What Helps Me Most in Life With Chronic Pain
Editor's Note
If you experience suicidal thoughts, the following post could be potentially triggering. You can contact the Crisis Text Line by texting “START” to 741741.
I have had chronic pain for 15 years. I was 13 when it started. In particular the past five, almost six years now I’ve had level 10 pain this whole time. I have full body pain and it never quits. I’ve bed bound for 10 years.
You keep living because of the people who love you. You keep living because what if there’s a cure created tomorrow? You would not want to miss that. You keep going because you can help others with the lessons you’ve learned. You keep going because of those rare good moments where you may be in pain still, but you can appreciate a stranger’s smile or being able to commiserate with your family when they have struggles.
I have been through a lot just in my short life, including waist down reconstruction surgery. I often wish I could die, but I lost my best friend to suicide when I was 15 when I refused to date him, and I have seen what suicide does to those who get left behind and especially to those who have to discover their loved ones dead.

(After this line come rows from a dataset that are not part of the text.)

//! GPay online wallet REST API client.

use crate::config::{normalize_language, ClientConfig};
use crate::error::GPayRestError;
use crate::responses::{
    self, SignedFields, BALANCE_FIELDS, OUTSTANDING_FIELDS, PAYMENT_REQUEST_FIELDS,
    PAYMENT_STATUS_FIELDS, SEND_MONEY_FIELDS, STATEMENT_FIELDS, WALLET_CHECK_FIELDS,
};
use auth::{
    ApiCredentials, RequestSigner, ResponseVerifier, SignableFields, SALT_HEADER,
    SIGNATURE_HEADER,
};
use common::GPayEnvironment;
use model::{
    Balance, OutstandingTransactions, PaymentRequest, PaymentStatus, SendMoneyResult, Statement,
    WalletCheck,
};
use rest_client::RestClient;
use rust_decimal::Decimal;
use serde_json::Value;

const AUTHORIZATION_HEADER: &str = "Authorization";
const LANGUAGE_HEADER: &str = "Accept-Language";

/// GPay wallet API client with request signing and response verification.
///
/// Every call signs its parameters, sends them as the JSON body, and
/// refuses to return data whose signature does not verify.
pub struct GPayRestClient {
    client: RestClient,
    credentials: ApiCredentials,
    config: ClientConfig,
}

impl GPayRestClient {
    /// Create a client for the staging environment with default settings.
    ///
    /// # Errors
    /// Returns an error if the HTTP client cannot be built.
    pub fn new(credentials: ApiCredentials) -> Result<Self, GPayRestError> {
        Self::with_config(credentials, ClientConfig::default())
    }

    /// Create a client with explicit settings.
    ///
    /// # Errors
    /// Returns an error if the HTTP client cannot be built.
    pub fn with_config(
        credentials: ApiCredentials,
        mut config: ClientConfig,
    ) -> Result<Self, GPayRestError> {
        config.language = normalize_language(Some(&config.language));
        let client = RestClient::new(config.rest_base_url(), config.timeout)?;

        Ok(Self {
            client,
            credentials,
            config,
        })
    }

    /// Build credentials and settings from `GPAY_*` environment variables.
    pub fn from_env() -> Result<Self, GPayRestError> {
        let credentials = ApiCredentials::from_env()?;
        let config = ClientConfig::from_env()?;
        Self::with_config(credentials, config)
    }

    /// Get the environment this client is connected to.
    pub fn environment(&self) -> GPayEnvironment {
        self.config.environment
    }

    /// Get the API key (for logging/debugging).
    pub fn api_key(&self) -> &str {
        self.credentials.api_key()
    }

    pub fn language(&self) -> &str {
        &self.config.language
    }

    // ========================================================================
    // Signed exchange
    // ========================================================================

    /// Sign `fields`, POST them, and return the verified `data` object.
    async fn call(
        &self,
        path: &str,
        mut fields: SignableFields,
        signed: &SignedFields,
    ) -> Result<Value, GPayRestError> {
        fields.insert("request_timestamp", common::now_ms().to_string());

        let signature = RequestSigner::new(&self.credentials)
            .with_encoding(self.config.request_encoding)
            .sign(&fields)?;

        let bearer = format!("Bearer {}", self.credentials.api_key());
        let headers = [
            (AUTHORIZATION_HEADER, bearer.as_str()),
            (LANGUAGE_HEADER, self.config.language.as_str()),
            (SALT_HEADER, signature.salt.as_str()),
            (SIGNATURE_HEADER, signature.signature.as_str()),
        ];

        tracing::debug!(path = %path, fields = fields.len(), "Sending signed request");

        let response = self.client.post_json(path, &fields, &headers).await?;
        let data = responses::take_data(response.json()?)?;

        let verifier =
            ResponseVerifier::new(&self.credentials).with_encoding(self.config.response_encoding);
        signed
            .extract(&data)
            .and_then(|response_fields| verifier.check(&response.headers, &response_fields))
            .map_err(|e| {
                tracing::warn!(path = %path, reason = %e, "Response verification failed");
                e
            })?;

        tracing::debug!(path = %path, "Response verified");
        Ok(data)
    }

    // ========================================================================
    // Account information
    // ========================================================================

    /// Get the current wallet balance.
    ///
    /// POST /info/balance
    pub async fn get_wallet_balance(&self) -> Result<Balance, GPayRestError> {
        let data = self
            .call("/info/balance", SignableFields::new(), &BALANCE_FIELDS)
            .await?;
        responses::balance(&data)
    }

    /// Get the statement for one day.
    ///
    /// POST /info/statement
    ///
    /// # Parameters
    /// - `date`: day in `YYYY-MM-DD` form
    pub async fn get_statement(&self, date: &str) -> Result<Statement, GPayRestError> {
        validate_date(date)?;

        let mut fields = SignableFields::new();
        fields.insert("date", date);

        let data = self.call("/info/statement", fields, &STATEMENT_FIELDS).await?;
        let statement = responses::statement(&data)?;

        tracing::info!(
            date = %date,
            transactions = statement.day_statement.len(),
            "Statement received"
        );

        Ok(statement)
    }

    /// Check whether a wallet exists and can receive money.
    ///
    /// POST /info/check-wallet
    pub async fn check_wallet(&self, wallet_gateway_id: &str) -> Result<WalletCheck, GPayRestError> {
        require_non_empty("wallet_gateway_id", wallet_gateway_id)?;

        let mut fields = SignableFields::new();
        fields.insert("wallet_gateway_id", wallet_gateway_id);

        let data = self
            .call("/info/check-wallet", fields, &WALLET_CHECK_FIELDS)
            .await?;
        responses::wallet_check(&data)
    }

    /// List transactions that have not settled yet.
    ///
    /// POST /info/outstanding-transactions
    pub async fn get_outstanding_transactions(
        &self,
    ) -> Result<OutstandingTransactions, GPayRestError> {
        let data = self
            .call(
                "/info/outstanding-transactions",
                SignableFields::new(),
                &OUTSTANDING_FIELDS,
            )
            .await?;
        responses::outstanding(&data)
    }

    // ========================================================================
    // Payments
    // ========================================================================

    /// Create a payment request for `amount`.
    ///
    /// POST /payment/create-payment-request
    ///
    /// # Parameters
    /// - `amount`: requested amount in LYD
    /// - `reference_no`: optional merchant reference
    /// - `description`: optional free text
    pub async fn create_payment_request(
        &self,
        amount: Decimal,
        reference_no: Option<&str>,
        description: Option<&str>,
    ) -> Result<PaymentRequest, GPayRestError> {
        let mut fields = SignableFields::new();
        fields
            .insert("amount", amount.to_string())
            .insert_opt("reference_no", reference_no)
            .insert_opt("description", description);

        tracing::info!(amount = %amount, "Creating payment request");

        let data = self
            .call(
                "/payment/create-payment-request",
                fields,
                &PAYMENT_REQUEST_FIELDS,
            )
            .await?;
        let request = responses::payment_request(&data)?;

        tracing::info!(request_id = %request.request_id, "Payment request created");

        Ok(request)
    }

    /// Check whether a payment request has been paid.
    ///
    /// POST /payment/check-payment-status
    pub async fn check_payment_status(
        &self,
        request_id: &str,
    ) -> Result<PaymentStatus, GPayRestError> {
        require_non_empty("request_id", request_id)?;

        let mut fields = SignableFields::new();
        fields.insert("request_id", request_id);

        let data = self
            .call(
                "/payment/check-payment-status",
                fields,
                &PAYMENT_STATUS_FIELDS,
            )
            .await?;
        responses::payment_status(&data)
    }

    /// Send money to another wallet.
    ///
    /// POST /payment/send-money
    ///
    /// # Parameters
    /// - `amount`: amount to send in LYD
    /// - `wallet_gateway_id`: recipient wallet
    /// - `reference_no`: optional merchant reference
    /// - `description`: optional free text
    pub async fn send_money(
        &self,
        amount: Decimal,
        wallet_gateway_id: &str,
        reference_no: Option<&str>,
        description: Option<&str>,
    ) -> Result<SendMoneyResult, GPayRestError> {
        require_non_empty("wallet_gateway_id", wallet_gateway_id)?;

        let mut fields = SignableFields::new();
        fields
            .insert("amount", amount.to_string())
            .insert("wallet_gateway_id", wallet_gateway_id)
            .insert_opt("reference_no", reference_no)
            .insert_opt("description", description);

        tracing::info!(
            amount = %amount,
            wallet_gateway_id = %wallet_gateway_id,
            "Sending money"
        );

        let data = self
            .call("/payment/send-money", fields, &SEND_MONEY_FIELDS)
            .await?;
        let result = responses::send_money(&data)?;

        tracing::info!(
            transaction_id = %result.transaction_id,
            new_balance = %result.new_balance,
            "Money sent"
        );

        Ok(result)
    }
}

impl std::fmt::Debug for GPayRestClient {
    fn fmt(&self, f: &mut std::fmt::Formatter<'_>) -> std::fmt::Result {
        f.debug_struct("GPayRestClient")
            .field("environment", &self.config.environment)
            .field("base_url", &self.client.base_url())
            .field("api_key", &self.credentials.api_key())
            .field("language", &self.config.language)
            .finish()
    }
}

fn require_non_empty(name: &str, value: &str) -> Result<(), GPayRestError> {
    if value.trim().is_empty() {
        return Err(GPayRestError::InvalidArgument(format!("{name} must not be empty")));
    }
    Ok(())
}

/// Accept `YYYY-MM-DD` with a plausible month and day.
fn validate_date(date: &str) -> Result<(), GPayRestError> {
    let invalid = || GPayRestError::InvalidArgument(format!("date must be YYYY-MM-DD, got '{date}'"));

    let bytes = date.as_bytes();
    if !date.is_ascii() || bytes.len() != 10 || bytes[4] != b'-' || bytes[7] != b'-' {
        return Err(invalid());
    }

    let number = |range: std::ops::Range<usize>| -> Result<u32, GPayRestError> {
        let part = &date[range];
        if !part.bytes().all(|b| b.is_ascii_digit()) {
            return Err(invalid());
        }
        part.parse().map_err(|_| invalid())
    };

    let _year = number(0..4)?;
    let month = number(5..7)?;
    let day = number(8..10)?;

    if !(1..=12).contains(&month) || !(1..=31).contains(&day) {
        return Err(invalid());
    }
    Ok(())
}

How the loved ones left behind wonder if it’s their fault that the other person wanted to die. They wonder if they just took the time to sit down and talk to them, if they could have saved them. It’s not worth it. If I checked out five years ago or even 10 years ago when my pain was so excruciating I couldn’t use my hands, or when my feet hurt so bad that I couldn’t even touch them to a blanket let alone the floor.
If I had done that all these incredible and incredibly hard five years would have been null and void and all the people who I have helped and been an example to even when I didn’t mean to would have been non-existent. They would be without answers and feeling like no one gets it.
Those of us who don’t live “normal” lives, we learn how important the simple things are. When most people go through their days not appreciating the real things, we do. The world needs us so much more than it knows. So much more than we know. Hindsight is 20/20 right? So hold on until you can look back on the now and see the good that was coming.
The most important thing is to create or plan things that you can actually do that you can actually accomplish. Living life in pain sucks, especially when that’s all you have or that that’s all you think you have.
There’s so much more to life than that. Yes I’ve been an excruciating pain for at least 12 years of my life, but there are many ways to learn to ignore it, so you can live your life or at least enjoy a few things in life.
It’s a journey.
I often think of those who decades before had to deal with pain like we did, except they didn’t have all of the advancements in technology to help them. But yet so many pushed through. Their legacy didn’t just fade away. It keeps a 26-year-old girl moving, even when she sobs multiple times a day from the pain.
There are things that make life worth it. Make it your mission to discover those. We only get this life once! Don’t let it go to waste!
Please keep going. Be that example this world needs so very much. And if nothing else, keep going for those little things that make you smile. Currently my favorite is hot chocolate and gingerbread, even though the hot chocolate doesn’t treat my GERD how it used to.
I like to think of it as a challenge created just for me. If anyone can see the pattern and use it to their advantage—it is me. My own superhero, lol.
Are you religious? I find that being from the Church of Jesus Christ of Latter-Day Saints gives me more strength than any pain medication any doctor has suggested.
I’m not saying that everything’s perfect, but I do have some good times. It’s a cycle though; there will always be weeks or months where I struggle to keep going, but it’s because of those little good things that make it worth it.
My brother growing up and graduating high school, my sister having four kids, my three nephews and one niece and being able to teach them about people in pain.
I have brought the knowledge to so many people about disabled life. Me! Even as a 15-year-old girl I was teaching people and I was teaching myself how to handle pain. I suffered in silence for four years after graduation. No one realized I was still in my childhood bedroom, bed bound, in excruciating pain, wishing I could disappear.
You would think I would wish I could have opted out of those years of being alone, but I wouldn’t. It was the learning powerful experience I needed, and more than anything it helped me see how much better my life is being open about my struggle, even if my pain is even worse than it was then.
You can’t imagine how many people I have had come to me and ask me for advice on how they can live, how their older parents can live, or how to help their sister’s boyfriend who has chronic pain feel welcome.
I became that icon of pain because of my struggles and being open. I have helped so many “normal” people I have grown up with and known to learn about life with disability. More than anything, I opened other people’s eyes to each other’s struggles, because then we can all help each other with the things we have learned, and then we feel less alone or forgotten like I did and sometimes still do.
Create a life that you can be happy about even if you still have chronic pain and health issues. I am telling you how possible it is. I am 26 and I have existed 15 years to know this. I know sometimes it might feel you don’t have any power, but trust me you do. You have so much more than you can know. You need only open your eyes.